学府について

タイを愛し、タイに生きる
吉嶺加奈子 言語・メディア・コミュニケーションコース
比較社会文化研究院文化空間部門

 2025年7月に着任しました吉嶺加奈子と申します。福岡県出身で、本学府博士後期課程を修了しました。専門は日本語教育、教育工学、地域研究(タイ)です。

 私は学部・修士修了後、一般企業に就職しました。30歳を目前にリーマンショックで失業し、「これからは自分のしたいことをして生きよう」と考えた結果、タイの大学で日本語教師をすることにしました。数年タイで働いたのち、「この仕事を続けるには博士号が必要だ」と気づき、博士後期課程に進学しました。博士号取得後は、約1年ポスドクをしてから関東の大学や政府機関で働きました。そしてこの度ご縁があり、九州大学に戻ってきました。

 このように私の人生はつぎはぎだらけで、学部から研究者を志して学問に打ち込んできたわけではありません。周りの研究仲間と比べて、自分の研究者としての基礎能力が低いことに落ち込むこともあります。しかし、唯一拮抗できることがあります。それは、研究対象である「タイ」への愛です。

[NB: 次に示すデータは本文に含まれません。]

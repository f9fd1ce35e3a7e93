//! N11 product page extractor.

use async_trait::async_trait;
use scraper::{ElementRef, Html, Selector};
use tracing::debug;

use super::{
    absolutize, div_path, element_text, first_attr, first_text, longest_text, review_date,
    scroll_until_loaded, MarketplaceExtractor, MIN_REVIEW_LEN,
};
use crate::browser::BrowserSession;
use crate::models::{MarketplaceDetail, MarketplaceId, ReviewEntry};
use crate::scrape::stars;
use crate::utils::{digits_only, parse_decimal_comma};

const ORIGIN: &str = "https://www.n11.com";

const RATING_SELECTORS: &[&str] = &[
    "#unf-p-id div[class*='rating'] strong",
    "#unf-p-id strong",
    "[class*='ratingScore'] strong",
];

/// The "read reviews" link doubles as the count element.
const REVIEW_LINK_SELECTORS: &[&str] = &[
    "#readReviews span",
    "#readReviews",
    "a[href*='degerlendirmeler']",
];

/// Reviews mount under the SPA root.
const REVIEW_PARENT_SELECTORS: &[&str] = &[
    "#app > div > div:nth-child(3) > div:nth-child(2)",
    "#app [class*='reviews']",
];

pub struct N11Extractor;

#[async_trait]
impl MarketplaceExtractor for N11Extractor {
    fn site(&self) -> MarketplaceId {
        MarketplaceId::N11
    }

    async fn extract_details(
        &self,
        session: &BrowserSession,
        product_url: &str,
        max_reviews: usize,
    ) -> MarketplaceDetail {
        let mut detail = MarketplaceDetail::default();

        if session.navigate(product_url).await.is_err() {
            return detail;
        }
        session.settle(5000, 8000).await;

        let mut review_href = None;
        if let Ok(html) = session.content().await {
            let summary = parse_summary(&html);
            detail.rating = summary.0;
            detail.review_count = summary.1;
            review_href = summary.2;
        }

        // Follow the reviews link when the count element is (or sits in)
        // an anchor; otherwise the reviews may already be on this page.
        if let Some(href) = review_href {
            let href = absolutize(&href, ORIGIN);
            debug!("Opening reviews page {}", href);
            if session.navigate(&href).await.is_ok() {
                session.settle(3000, 5000).await;
            }
        }

        scroll_until_loaded(session, max_reviews, count_review_containers).await;
        if let Ok(html) = session.content().await {
            detail.reviews = parse_reviews(&html, max_reviews);
        }

        detail
    }
}

fn parse_summary(html: &str) -> (Option<f64>, Option<u32>, Option<String>) {
    let doc = Html::parse_document(html);

    let rating = first_text(&doc, RATING_SELECTORS)
        .and_then(|t| parse_decimal_comma(&t))
        .filter(|r| (1.0..=5.0).contains(r));
    let count = first_text(&doc, REVIEW_LINK_SELECTORS).and_then(|t| digits_only(&t));

    // #readReviews is sometimes itself the anchor, sometimes nested in one
    let href = first_attr(
        &doc,
        &[
            "a#readReviews",
            "a[href*='degerlendirmeler']",
            "a[href*='yorum']",
        ],
        "href",
    );

    (rating, count, href)
}

/// A div counts as a review container only when it actually carries a
/// review body at the expected structural position.
fn review_containers(doc: &Html) -> Vec<ElementRef<'_>> {
    for raw in REVIEW_PARENT_SELECTORS {
        let Ok(sel) = Selector::parse(raw) else {
            continue;
        };
        let Some(parent) = doc.select(&sel).next() else {
            continue;
        };

        let containers: Vec<ElementRef> = super::div_children(&parent)
            .into_iter()
            .filter(|div| {
                container_text(div)
                    .map(|t| t.len() > MIN_REVIEW_LEN)
                    .unwrap_or(false)
            })
            .collect();
        if !containers.is_empty() {
            return containers;
        }
    }
    Vec::new()
}

fn count_review_containers(html: &str) -> usize {
    let doc = Html::parse_document(html);
    review_containers(&doc).len()
}

/// Primary structural body locator: div[2]/div[2]/span.
fn container_text(container: &ElementRef) -> Option<String> {
    let region = div_path(*container, &[1, 1])?;
    let span_sel = Selector::parse("span").unwrap();
    let span = region.select(&span_sel).next()?;
    let text = element_text(&span);
    (!text.is_empty()).then_some(text)
}

fn parse_reviews(html: &str, cap: usize) -> Vec<ReviewEntry> {
    let doc = Html::parse_document(html);
    let mut reviews = Vec::new();

    for container in review_containers(&doc).into_iter().take(cap) {
        let text = match container_text(&container) {
            Some(t) if t.len() >= MIN_REVIEW_LEN => t,
            _ => match longest_text(&container, MIN_REVIEW_LEN) {
                Some(t) => t,
                None => continue,
            },
        };
        reviews.push(ReviewEntry {
            text,
            rating: review_rating(&container),
            date: review_date(&container),
        });
    }

    reviews
}

/// Star icons live in div[2]/div[1]; filled ones are marked by class.
fn review_rating(container: &ElementRef) -> Option<u8> {
    let region = div_path(*container, &[1, 0]).unwrap_or(*container);
    let star_sel = Selector::parse(
        "i[class*='star'], span[class*='star'], svg[class*='star'], div[class*='star']",
    )
    .unwrap();

    let stars_found: Vec<ElementRef> = region.select(&star_sel).collect();
    if stars_found.is_empty() {
        return None;
    }

    let filled = stars_found
        .iter()
        .filter(|el| {
            let class = el.value().attr("class").unwrap_or("").to_lowercase();
            class.contains("fill") || class.contains("active") || class.contains("text-orange")
        })
        .count();
    if let Some(rating) = stars::rating_from_count(filled) {
        return Some(rating);
    }

    // All-star-markup with no fill markers: fall back to the generic
    // heuristics before giving up
    let filled = stars_found.iter().filter(|el| stars::is_filled_star(el)).count();
    stars::rating_from_count(filled)
}

#[cfg(test)]
mod tests {
    use super::*;

    #[test]
    fn summary_reads_rating_and_review_link() {
        let html = r#"<html><body><div id="unf-p-id">
            <div class="rating-box"><strong>4,2</strong></div>
        </div>
        <a id="readReviews" href="/urun/degerlendirmeler"><span>310 Değerlendirme</span></a>
        </body></html>"#;
        let (rating, count, href) = parse_summary(html);
        assert_eq!(rating, Some(4.2));
        assert_eq!(count, Some(310));
        assert_eq!(href.as_deref(), Some("/urun/degerlendirmeler"));
    }

    fn review_div(text: &str, filled: usize) -> String {
        let stars: String = (0..5)
            .map(|i| {
                if i < filled {
                    r#"<span class="star star-fill"></span>"#.to_string()
                } else {
                    r#"<span class="star"></span>"#.to_string()
                }
            })
            .collect();
        format!(
            r#"<div>
                <div>user</div>
                <div>
                    <div><div>{stars}</div></div>
                    <div><span>{text}</span></div>
                </div>
            </div>"#
        )
    }

    #[test]
    fn containers_require_a_review_body() {
        let html = format!(
            r#"<html><body><div id="app"><div>
                <div>header</div>
                <div>nav</div>
                <div>
                    <div>banner</div>
                    <div>
                        {}<div><div>ad</div></div>{}
                    </div>
                </div>
            </div></div></body></html>"#,
            review_div("Güzel ürün, iki gün içinde elime ulaştı.", 5),
            review_div("Fiyatına göre performansı idare eder diyebilirim.", 3),
        );
        let reviews = parse_reviews(&html, 10);
        assert_eq!(reviews.len(), 2);
        assert_eq!(reviews[0].rating, Some(5));
        assert_eq!(reviews[1].rating, Some(3));
        assert!(reviews[0].text.contains("elime ulaştı"));
    }

    #[test]
    fn partial_page_keeps_count_without_rating() {
        let html = r#"<html><body>
            <a id="readReviews" href="/d"><span>42 Değerlendirme</span></a>
        </body></html>"#;
        let (rating, count, _) = parse_summary(html);
        assert_eq!(rating, None);
        assert_eq!(count, Some(42));
    }
}
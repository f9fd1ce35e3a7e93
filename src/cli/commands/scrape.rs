//! The batch scrape command.

use std::path::PathBuf;
use std::time::Duration;

use console::style;
use tracing::warn;

use crate::config::Settings;
use crate::discovery;
use crate::models::{MarketplaceId, ProductTarget};
use crate::pipeline::{expand, expand_available, Orchestrator, ScrapeTask, TaskOutcome};
use crate::repository::{OfferRepository, TargetRepository};

pub async fn run(
    settings: &Settings,
    config_path: Option<PathBuf>,
    new_only: bool,
    product: Option<String>,
    available_only: bool,
    sites: Vec<MarketplaceId>,
) -> anyhow::Result<()> {
    // Pipeline-fatal preconditions: targets file and store must be usable
    // before any worker starts
    let targets = discovery::load_targets(&settings.targets_file)?;
    anyhow::ensure!(
        !targets.is_empty(),
        "targets file {} lists no products",
        settings.targets_file.display()
    );

    let target_repo = TargetRepository::open(&settings.database_path)?;
    let offer_repo = OfferRepository::open(&settings.database_path)?;

    let added = target_repo.sync(&targets)?;
    if added > 0 {
        println!("{} new products mirrored into the store.", added);
    }

    let selected: Vec<ProductTarget> = if let Some(product_id) = product {
        let selected: Vec<ProductTarget> = targets
            .into_iter()
            .filter(|t| t.product_id == product_id)
            .collect();
        anyhow::ensure!(
            !selected.is_empty(),
            "product '{}' is not in the targets file",
            product_id
        );
        selected
    } else if new_only {
        let scraped = offer_repo.distinct_product_ids_with_any_scrape()?;
        let fresh: Vec<ProductTarget> = targets
            .into_iter()
            .filter(|t| !scraped.contains(&t.product_id))
            .collect();
        if fresh.is_empty() {
            println!("No new products; everything has been scraped at least once.");
            return Ok(());
        }
        println!("{} products have no offers yet:", fresh.len());
        for target in &fresh {
            println!("  - {}", target.product_name);
        }
        fresh
    } else {
        targets
    };

    let sites: Vec<MarketplaceId> = if sites.is_empty() {
        MarketplaceId::all().to_vec()
    } else {
        sites
    };

    let mut tasks: Vec<ScrapeTask> = Vec::new();
    if available_only {
        for target in &selected {
            match expand_available(target, &sites, settings).await {
                Ok(expanded) => tasks.extend(expanded),
                Err(e) => warn!(
                    "Availability pre-check failed for '{}', skipping it: {}",
                    target.product_id, e
                ),
            }
        }
    } else {
        for target in &selected {
            tasks.extend(expand(target, &sites, settings.scrape.max_reviews));
        }
    }

    if tasks.is_empty() {
        println!("Nothing to scrape.");
        return Ok(());
    }

    let slots = settings.pool.cap.min(tasks.len());
    println!(
        "Starting: {} products | {} tasks | {} slots",
        selected.len(),
        tasks.len(),
        slots
    );

    let orchestrator = Orchestrator::new(
        settings.pool.cap,
        Duration::from_secs(settings.pool.task_deadline_secs),
        config_path,
        settings.database_path.clone(),
    );
    let reports = orchestrator.run(tasks).await;

    // Always print the full per-task result list, failures included
    println!("\n{:=^60}", " RESULTS ");
    let mut succeeded = 0;
    let mut partial = 0;
    let mut failed = 0;
    for report in &reports {
        println!("{}", report.outcome.stdout_line());
        match report.outcome {
            TaskOutcome::Succeeded { .. } => succeeded += 1,
            TaskOutcome::Partial { .. } => partial += 1,
            TaskOutcome::Failed { .. } => failed += 1,
        }
    }
    println!(
        "\n{} succeeded, {} partial, {} failed",
        style(succeeded).green(),
        style(partial).yellow(),
        style(failed).red()
    );

    Ok(())
}
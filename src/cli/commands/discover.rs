//! Category discovery command.

use crate::config::Settings;
use crate::discovery;

pub async fn run(settings: &Settings, per_category: usize) -> anyhow::Result<()> {
    let categories = discovery::default_categories();
    println!(
        "Scanning {} categories ({} products each)...",
        categories.len(),
        per_category
    );

    let targets = discovery::discover(settings, &categories, per_category)
        .await
        .map_err(|e| anyhow::anyhow!("discovery failed: {}", e))?;
    anyhow::ensure!(!targets.is_empty(), "discovery found no products");

    discovery::save_targets(&settings.targets_file, &targets)?;
    println!(
        "Done. {} products written to {}.",
        targets.len(),
        settings.targets_file.display()
    );
    Ok(())
}
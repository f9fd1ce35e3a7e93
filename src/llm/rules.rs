//! Deterministic rule-based answers.
//!
//! Keyword routing over the question: price, rating, seller and
//! comparison questions each get a templated Turkish answer grounded in
//! the product context. This is both the no-API-key mode and the
//! fallback when the remote service errors.

use async_trait::async_trait;

use super::{ChatMessage, TextGenerator};
use crate::analytics::ProductContext;

const PRICE_KEYWORDS: &[&str] = &["en ucuz", "fiyat", "ucuz", "ne kadar", "kaç para"];
const RATING_KEYWORDS: &[&str] = &["puan", "yorum", "memnun", "değerlendirme", "rating", "yıldız"];
const SELLER_KEYWORDS: &[&str] = &["satıcı", "vendor", "nerede", "nereden", "hangi site"];
const COMPARE_KEYWORDS: &[&str] = &["karşılaştır", "fark", "hangi", "hangisi", "öner"];

pub struct RuleBasedResponder;

#[async_trait]
impl TextGenerator for RuleBasedResponder {
    async fn generate(
        &self,
        context: &ProductContext,
        question: &str,
        _history: &[ChatMessage],
    ) -> anyhow::Result<String> {
        Ok(answer(context, question))
    }
}

/// Route the question to a templated answer.
pub fn answer(context: &ProductContext, question: &str) -> String {
    let q = question.to_lowercase();

    if PRICE_KEYWORDS.iter().any(|k| q.contains(k)) {
        price_answer(context)
    } else if RATING_KEYWORDS.iter().any(|k| q.contains(k)) {
        rating_answer(context)
    } else if SELLER_KEYWORDS.iter().any(|k| q.contains(k)) {
        seller_answer(context)
    } else if COMPARE_KEYWORDS.iter().any(|k| q.contains(k)) {
        comparison_answer(context)
    } else {
        general_answer(context)
    }
}

fn price_answer(context: &ProductContext) -> String {
    let mut answer = format!(
        "Şu anda en ucuz teklif {} / {} tarafından {} TL fiyatla sunuluyor.",
        context.cheapest.site,
        context.cheapest.seller_display(),
        context.cheapest.price,
    );
    if let Some(suggestion) = &context.price_suggestion {
        answer.push_str(&format!(
            " Dinamik fiyat modeline göre önerilen satış fiyatı ise {} TL (en düşük rakip {} TL).",
            suggestion.suggested_price, suggestion.min_competitor_price,
        ));
    }

    let others: Vec<String> = context
        .offers
        .iter()
        .skip(1)
        .take(3)
        .map(|o| format!("{} / {}: {} TL", o.site, o.seller_display(), o.price))
        .collect();
    if !others.is_empty() {
        answer.push_str(&format!("\n\nDiğer teklifler: {}", others.join(", ")));
    }
    answer
}

fn rating_answer(context: &ProductContext) -> String {
    let Some(best) = &context.best_rated else {
        return "Bu ürün için henüz puan verisi bulunmuyor.".to_string();
    };

    let mut answer = format!(
        "En yüksek puanlı teklif {} / {}. Ortalama puan {} ve toplam yorum sayısı {}.",
        best.site,
        best.seller_display(),
        best.rating.unwrap_or(0.0),
        best.review_count.unwrap_or(0),
    );
    if let Some(analysis) = &context.keyword_analysis {
        answer.push_str(&format!(
            " Yüksek puanlı (4-5 yıldız) yorum sayısı: {}. Düşük puanlı (1-2 yıldız) yorum sayısı: {}.",
            analysis.high_review_count, analysis.low_review_count,
        ));
    }
    answer
}

fn seller_answer(context: &ProductContext) -> String {
    let mut answer = format!("{} için mevcut satıcılar:\n", context.product_name);
    for offer in context.offers.iter().take(5) {
        answer.push_str(&format!(
            "- {} / {}: {} TL",
            offer.site,
            offer.seller_display(),
            offer.price
        ));
        if let Some(rating) = offer.rating {
            answer.push_str(&format!(
                " (Puan: {}, Yorum: {})",
                rating,
                offer.review_count.unwrap_or(0)
            ));
        }
        answer.push('\n');
    }
    answer
}

fn comparison_answer(context: &ProductContext) -> String {
    let mut answer = format!(
        "{} için:\n✅ En ucuz: {} / {} - {} TL\n",
        context.product_name,
        context.cheapest.site,
        context.cheapest.seller_display(),
        context.cheapest.price,
    );
    if let Some(best) = &context.best_rated {
        answer.push_str(&format!(
            "⭐ En yüksek puanlı: {} / {} - {} puan ({} yorum)\n",
            best.site,
            best.seller_display(),
            best.rating.unwrap_or(0.0),
            best.review_count.unwrap_or(0),
        ));
    }
    if let Some(suggestion) = &context.price_suggestion {
        answer.push_str(&format!("💡 Önerilen fiyat: {} TL", suggestion.suggested_price));
    }
    answer
}

fn general_answer(context: &ProductContext) -> String {
    let mut answer = format!(
        "{} için şu an en ucuz teklif {} / {} ile {} TL.",
        context.product_name,
        context.cheapest.site,
        context.cheapest.seller_display(),
        context.cheapest.price,
    );
    if let Some(best) = &context.best_rated {
        answer.push_str(&format!(
            " En yüksek puanlı satıcı ise {} / {} ({} puan, {} yorum).",
            best.site,
            best.seller_display(),
            best.rating.unwrap_or(0.0),
            best.review_count.unwrap_or(0),
        ));
    }
    if let Some(suggestion) = &context.price_suggestion {
        answer.push_str(&format!(
            " Önerilen satış fiyatı: {} TL.",
            suggestion.suggested_price
        ));
    }
    answer
}

#[cfg(test)]
mod tests {
    use super::*;
    use crate::analytics::{OfferSummary, PriceSuggestion};
    use crate::models::MarketplaceId;

    fn context() -> ProductContext {
        let cheapest = OfferSummary {
            site: MarketplaceId::Hepsiburada,
            vendor_name: "Hepsiburada".to_string(),
            seller_nickname: None,
            price: 199.9,
            rating: Some(4.2),
            review_count: Some(320),
        };
        let pricier = OfferSummary {
            site: MarketplaceId::N11,
            vendor_name: "N11".to_string(),
            seller_nickname: Some("ABC Store".to_string()),
            price: 215.0,
            rating: Some(4.7),
            review_count: Some(80),
        };
        ProductContext {
            product_id: "p1".to_string(),
            product_name: "Güneş Kremi".to_string(),
            category: Some("Gunes Kremi".to_string()),
            cheapest: cheapest.clone(),
            best_rated: Some(pricier.clone()),
            price_suggestion: Some(PriceSuggestion {
                product_id: "p1".to_string(),
                min_competitor_price: 199.9,
                suggested_price: 209.9,
                margin_pct: 5.0,
            }),
            offers: vec![cheapest, pricier],
            keyword_analysis: None,
        }
    }

    #[test]
    fn price_questions_get_the_cheapest_offer() {
        let answer = answer(&context(), "Bu ürünün fiyatı ne kadar?");
        assert!(answer.contains("199.9"));
        assert!(answer.contains("Hepsiburada"));
        assert!(answer.contains("209.9"));
    }

    #[test]
    fn rating_questions_get_the_best_rated_seller() {
        let answer = answer(&context(), "En yüksek puanlı satıcı kim?");
        assert!(answer.contains("N11 (ABC Store)"));
        assert!(answer.contains("4.7"));
    }

    #[test]
    fn seller_questions_list_offers() {
        let answer = answer(&context(), "Hangi sitelerde satılıyor, nereden alayım?");
        assert!(answer.contains("- hepsiburada"));
        assert!(answer.contains("- n11"));
    }

    #[test]
    fn unmatched_questions_get_the_general_summary() {
        let answer = answer(&context(), "merhaba");
        assert!(answer.contains("en ucuz teklif"));
    }

    #[test]
    fn answers_are_deterministic() {
        let a = answer(&context(), "fiyat?");
        let b = answer(&context(), "fiyat?");
        assert_eq!(a, b);
    }
}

 会社員時代に友達と旅行したタイでムエタイに魅せられて以来、毎年のようにタイを訪問し、どんどんタイにハマっていきました。タイは世界で5番目に日本語学習者が多く(国際交流基金『2024年度海外日本語教育機関調査』結果)、また昔から日本語教育が盛んな国でもあります。日本語に関する修士号を取得していた私にとって、タイで働くために一番手っ取り早い職業が「日本語教師」でした。そんな不純な動機で始めた日本語教師でしたが、実際に働いてみると大変さの中にも面白みがある仕事でした。ただ、すぐに直面したのが「外国人講師の不安定な待遇」でした。私が勤務していた大学は国立大学ということもあって、次年度の契約更新には学歴と研究業績が関係していました。私も自然と研究志向になるとともに、(これは博士号がないと、この先、厳しいぞ…?)と痛感しました。

 タイから本帰国してすぐに博士後期課程に進学しました。研究テーマはもちろん「タイの日本語教育」で、バンコクのみならずタイ全域の大学日本語専攻課程(約20校)に調査を行いました。行く先々で私が九州大学の大学院生だと名乗ると、タイ人の先生から決まって言われる一言がありました。

「…ということは、比文の学生さんですか?」

 かつて九州大学でタイ研究が盛んに行われていた時代があります。その中心的存在が、地球社会統合科学府の前身である比較社会文化研究科/学府(比文)だったのです。私は毎回「2014年度から名前が変わったんです」とムニャムニャ答えるのですが、タイでタイ人にそう言われる度にタイとの深い縁を感じるとともに、(今の所属名は比文じゃないけど、比文の先人達に恥じない研究をしよう!)と強く思いました。

 当時、私はタイの大学日本語専攻課程での調査結果を基に日本文化に関するeラーニングを開発し、それを使用した授業で確認された学習効果を論文にまとめる…という、タイの方々の協力なしでは成し遂げられない研究をしていました。そのため、博士号を取得できた暁には必ずタイの教育のために研究成果を還元しようと考えていました。最終的に博士号を授与していただき、また研究での成果物を「タイ高等教育科学研究イノベーション省に日本文化学習のためのオンラインコースを提供(※日本からの提供は初)」という形で結実できたのは本当に嬉しかったです。長年にわたる「タイ愛」が報われた瞬間でもありました。そしてこんな私を温かく見守ってくださった九大の先生方・同級生の皆様方には、いくら感謝しても足りないくらいです。

 技術革新の影響で急速に発展し、特に教育DXにおいては既に日本を凌駕している感のある現在のタイ。タイ料理、コスメ、BLドラマ、そして旅先で出会う人々の温かさによって、タイは今や非常に親しみのある国となりました。しかし私が大学院生だった頃は、「なんでタイなの?」と聞かれることが多く、研究対象がタイであることに説明が必要でした。これを当たり前のことにしていく、つまりタイを対象とした研究が活発に行われるように東南アジアとの学生交流や学術連携を促していくのが、今の私の使命だと考えています。

「タイ研究=九大比文」の構図は今なお根強いようで、あるタイ研究者から「九大にタイ研究の火が再び灯った」というお言葉をかけていただいたのが、プレッシャーでもありエールでもあります。私が灯すのは小さな火ですが、この火が消えないように、永く続いていくように、教育に研究に邁進していきたいと思っています。そして私以上にタイを愛する人と切磋琢磨できることを願っています。